(Stored items)
<<<<

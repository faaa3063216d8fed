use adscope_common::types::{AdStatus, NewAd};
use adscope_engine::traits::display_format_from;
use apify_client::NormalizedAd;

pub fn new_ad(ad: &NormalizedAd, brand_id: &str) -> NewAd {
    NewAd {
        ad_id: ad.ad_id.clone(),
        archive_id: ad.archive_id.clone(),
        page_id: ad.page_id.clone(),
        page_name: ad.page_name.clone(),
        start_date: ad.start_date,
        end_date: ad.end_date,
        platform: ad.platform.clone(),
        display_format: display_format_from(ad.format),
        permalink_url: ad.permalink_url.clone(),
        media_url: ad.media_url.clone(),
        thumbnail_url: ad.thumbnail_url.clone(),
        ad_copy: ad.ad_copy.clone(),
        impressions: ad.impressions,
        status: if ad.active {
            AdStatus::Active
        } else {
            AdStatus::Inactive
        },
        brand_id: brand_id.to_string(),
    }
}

>>>>

• **Aim of the exercise**:
With "NewAd" as the search string, filter the records and return each line that has it.

• **Answer for this exercise**:
use adscope_common::types::{AdStatus, NewAd};
pub fn new_ad(ad: &NormalizedAd, brand_id: &str) -> NewAd {
    NewAd {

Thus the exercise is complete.